As if local banks didn't have enough problems -- with the sagging real estate market and increased scrutiny from government regulators depressing earnings and senior executives -- they're facing yet another threat: a burst of lawsuits from borrowers and shareholders who claim they've been mistreated or misled.

Riggs National Corp., parent firm of Riggs National Bank; Washington Bancorporation, parent of the National Bank of Washington; and MNC Financial Inc., parent of American Security, Maryland National and Equitable banks, all find themselves facing legal action from disgruntled customers or stockholders.

The raft of lawsuits stems largely from the financial institutions' real estate lending. By recognizing losses on soured loans to satisfy regulators, the bankers have run afoul of shareholders caught off guard by the sharp hits to earnings and bank stocks.
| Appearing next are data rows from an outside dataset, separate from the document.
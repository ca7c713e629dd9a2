//! HTTP implementation of the remote tree service.
//!
//! REST layout below `<base_url>/tree`:
//! - `GET    /tree`      full collection
//! - `POST   /tree`      create
//! - `PUT    /tree/{id}` update
//! - `DELETE /tree/{id}` delete
//!
//! Backends may deliver ids as strings, so every id and parent id is coerced
//! to an integer on receipt.

use std::time::Duration;

use reqwest::blocking::{Client, Response};
use serde::Deserialize;
use serde_json::Value;
use tracing::{debug, instrument, warn};

use crate::domain::{NodeId, NodeType, TreeNode};
use crate::infrastructure::error::{RemoteError, RemoteResult};
use crate::infrastructure::traits::RemoteStore;

/// Id as it may appear on the wire: number, float or numeric string.
#[derive(Debug, Deserialize)]
#[serde(untagged)]
enum WireId {
    Int(i64),
    Float(f64),
    Text(String),
}

impl WireId {
    fn to_id(&self) -> Option<NodeId> {
        match self {
            WireId::Int(i) => Some(*i),
            WireId::Float(f) => float_to_id(*f),
            WireId::Text(s) => {
                let s = s.trim();
                s.parse::<NodeId>()
                    .ok()
                    .or_else(|| s.parse::<f64>().ok().and_then(float_to_id))
            }
        }
    }
}

fn float_to_id(f: f64) -> Option<NodeId> {
    if f.is_finite() && f.fract() == 0.0 && f >= i64::MIN as f64 && f <= i64::MAX as f64 {
        Some(f as NodeId)
    } else {
        None
    }
}

#[derive(Debug, Deserialize)]
struct WireNode {
    id: WireId,
    name: String,
    #[serde(default)]
    description: Option<String>,
    #[serde(rename = "type")]
    node_type: String,
    #[serde(rename = "parentId", default)]
    parent_id: Option<WireId>,
}

impl TryFrom<WireNode> for TreeNode {
    type Error = String;

    fn try_from(wire: WireNode) -> Result<Self, Self::Error> {
        let id = wire
            .id
            .to_id()
            .ok_or_else(|| format!("id is not an integer: {:?}", wire.id))?;
        let parent_id = match &wire.parent_id {
            None => None,
            Some(p) => Some(
                p.to_id()
                    .ok_or_else(|| format!("node {id}: parentId is not an integer: {p:?}"))?,
            ),
        };
        let node_type = wire
            .node_type
            .parse::<NodeType>()
            .map_err(|e| format!("node {id}: {e}"))?;
        Ok(TreeNode {
            id,
            name: wire.name,
            description: wire.description.unwrap_or_default(),
            node_type,
            parent_id,
        })
    }
}

/// Decode one wire record.
pub fn decode_node(value: Value) -> Result<TreeNode, String> {
    let wire: WireNode = serde_json::from_value(value).map_err(|e| e.to_string())?;
    TreeNode::try_from(wire)
}

/// Decode the collection payload.
///
/// A body that is not an array is rejected as a whole; records that fail to
/// decode are skipped with a warning.
pub fn decode_node_list(body: Value) -> RemoteResult<Vec<TreeNode>> {
    let items = match body {
        Value::Array(items) => items,
        other => {
            return Err(RemoteError::MalformedPayload(format!(
                "expected a JSON array of nodes, got {}",
                json_kind(&other)
            )))
        }
    };

    let total = items.len();
    let mut nodes = Vec::with_capacity(total);
    for (i, item) in items.into_iter().enumerate() {
        match decode_node(item) {
            Ok(node) => nodes.push(node),
            Err(e) => warn!("skipping record {}: {}", i, e),
        }
    }
    debug!("decode_node_list: {} of {} records usable", nodes.len(), total);
    Ok(nodes)
}

fn json_kind(value: &Value) -> &'static str {
    match value {
        Value::Null => "null",
        Value::Bool(_) => "a boolean",
        Value::Number(_) => "a number",
        Value::String(_) => "a string",
        Value::Array(_) => "an array",
        Value::Object(_) => "an object",
    }
}

/// Record echoed by a create/update, or what was sent if the echo is unusable.
fn decode_echo(sent: &TreeNode, body: &str) -> TreeNode {
    if body.trim().is_empty() {
        return sent.clone();
    }
    let decoded = serde_json::from_str::<Value>(body)
        .map_err(|e| e.to_string())
        .and_then(decode_node);
    match decoded {
        Ok(node) => node,
        Err(e) => {
            debug!("unusable echo for node {}: {}", sent.id, e);
            sent.clone()
        }
    }
}

/// Remote store backed by a REST service.
#[derive(Debug, Clone)]
pub struct HttpRemoteStore {
    client: Client,
    base_url: String,
}

impl HttpRemoteStore {
    pub fn new(base_url: impl Into<String>, timeout: Duration) -> RemoteResult<Self> {
        let client = Client::builder()
            .timeout(timeout)
            .build()
            .map_err(|e| RemoteError::transport("build http client", e))?;
        let base_url = base_url.into().trim_end_matches('/').to_string();
        Ok(Self { client, base_url })
    }

    pub fn base_url(&self) -> &str {
        &self.base_url
    }

    pub fn collection_url(&self) -> String {
        format!("{}/tree", self.base_url)
    }

    pub fn item_url(&self, id: NodeId) -> String {
        format!("{}/tree/{}", self.base_url, id)
    }
}

fn ensure_success(method: &'static str, url: &str, resp: Response) -> RemoteResult<Response> {
    let status = resp.status();
    if status.is_success() {
        Ok(resp)
    } else {
        Err(RemoteError::Status {
            method,
            url: url.to_string(),
            status: status.as_u16(),
        })
    }
}

impl RemoteStore for HttpRemoteStore {
    #[instrument(level = "debug", skip(self))]
    fn fetch_all(&self) -> RemoteResult<Vec<TreeNode>> {
        let url = self.collection_url();
        let resp = self
            .client
            .get(&url)
            .send()
            .map_err(|e| RemoteError::transport(format!("GET {url}"), e))?;
        let body = ensure_success("GET", &url, resp)?
            .text()
            .map_err(|e| RemoteError::transport(format!("read body of GET {url}"), e))?;
        let value: Value = serde_json::from_str(&body)
            .map_err(|e| RemoteError::decode(format!("GET {url}"), e))?;
        decode_node_list(value)
    }

    #[instrument(level = "debug", skip(self, node), fields(id = node.id))]
    fn create(&self, node: &TreeNode) -> RemoteResult<TreeNode> {
        let url = self.collection_url();
        let resp = self
            .client
            .post(&url)
            .json(node)
            .send()
            .map_err(|e| RemoteError::transport(format!("POST {url}"), e))?;
        let body = ensure_success("POST", &url, resp)?.text().unwrap_or_default();
        Ok(decode_echo(node, &body))
    }

    #[instrument(level = "debug", skip(self, node))]
    fn update(&self, id: NodeId, node: &TreeNode) -> RemoteResult<TreeNode> {
        let url = self.item_url(id);
        let resp = self
            .client
            .put(&url)
            .json(node)
            .send()
            .map_err(|e| RemoteError::transport(format!("PUT {url}"), e))?;
        let body = ensure_success("PUT", &url, resp)?.text().unwrap_or_default();
        Ok(decode_echo(node, &body))
    }

    #[instrument(level = "debug", skip(self))]
    fn remove(&self, id: NodeId) -> RemoteResult<()> {
        let url = self.item_url(id);
        let resp = self
            .client
            .delete(&url)
            .send()
            .map_err(|e| RemoteError::transport(format!("DELETE {url}"), e))?;
        ensure_success("DELETE", &url, resp)?;
        Ok(())
    }
}

#[cfg(test)]
mod tests {
    use super::*;
    use serde_json::json;

    #[test]
    fn given_string_ids_when_decoding_then_coerces_to_integers() {
        let body = json!([
            {"id": "1", "name": "Inst", "description": "An institute", "type": "institute", "parentId": null},
            {"id": "2", "name": "Sch", "description": "A school", "type": "school", "parentId": "1"},
            {"id": 3.0, "name": "Dept", "description": "A dept", "type": "department", "parentId": 2}
        ]);

        let nodes = decode_node_list(body).unwrap();

        assert_eq!(nodes.len(), 3);
        assert_eq!(nodes[0].id, 1);
        assert_eq!(nodes[0].parent_id, None);
        assert_eq!(nodes[1].parent_id, Some(1));
        assert_eq!(nodes[2].id, 3);
    }

    #[test]
    fn given_object_payload_when_decoding_then_malformed() {
        let result = decode_node_list(json!({"tree": []}));

        assert!(matches!(result, Err(RemoteError::MalformedPayload(_))));
    }

    #[test]
    fn given_bad_records_when_decoding_then_skips_only_those() {
        let body = json!([
            {"id": "abc", "name": "Bad id", "type": "school", "parentId": null},
            {"id": 2, "name": "Bad type", "type": "faculty", "parentId": null},
            {"id": 3, "type": "school", "parentId": null},
            {"id": 4, "name": "Good", "type": "Teacher"}
        ]);

        let nodes = decode_node_list(body).unwrap();

        assert_eq!(nodes.len(), 1);
        assert_eq!(nodes[0].id, 4);
        assert_eq!(nodes[0].node_type, NodeType::Teacher);
        assert_eq!(nodes[0].description, "");
        assert!(nodes[0].is_root());
    }

    #[test]
    fn given_empty_or_garbage_echo_when_decoding_then_falls_back_to_sent() {
        let sent = TreeNode::new(9, "Sent", "sent node", NodeType::School, None);

        assert_eq!(decode_echo(&sent, ""), sent);
        assert_eq!(decode_echo(&sent, "not json"), sent);
        let echoed = decode_echo(
            &sent,
            r#"{"id":"12","name":"Sent","description":"sent node","type":"school","parentId":null}"#,
        );
        assert_eq!(echoed.id, 12);
    }

    #[test]
    fn given_trailing_slash_when_building_urls_then_single_separator() {
        let store = HttpRemoteStore::new("http://localhost:7000/", Duration::from_secs(1)).unwrap();

        assert_eq!(store.collection_url(), "http://localhost:7000/tree");
        assert_eq!(store.item_url(5), "http://localhost:7000/tree/5");
    }
}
And by retreating from the weak local real estate market, the banks and savings and loans have angered borrowers who find it hard to obtain funding from institutions that were willing to lend them money just a few months ago.

One angry developer contends that a bank financed his purchase of some land with two older office buildings on it and then pulled the rug out from under him by reneging on a pledge to lend him funds to improve the property.

David Kuney, an attorney for one of the disgruntled developers, acknowledged that the cases may be a tough sell in Washington, where relatively few lender liability cases have ever gone to

court. But he said there may be many more such cases on the way.

"Washington is sort of waking up to lender liability for the first time," he said. "As the credit crunch gets worse, and banks get into trouble, we're going to be seeing more and more of them, without question."

It's not strictly a local phenomenon. Banks and savings and loans around the nation are finding themselves facing similar suits for similar reasons as they tighten up their lending practices and move to clean up their books.

At the very least, the litigation could cost the banks and thrifts millions of dollars in legal fees. At worst, if precedents in other states are any guide, the legal actions could result in multimillion-dollar damage awards against the institutions.

Either way, experts say, the suits could force bankers to become even more cautious in their business practices.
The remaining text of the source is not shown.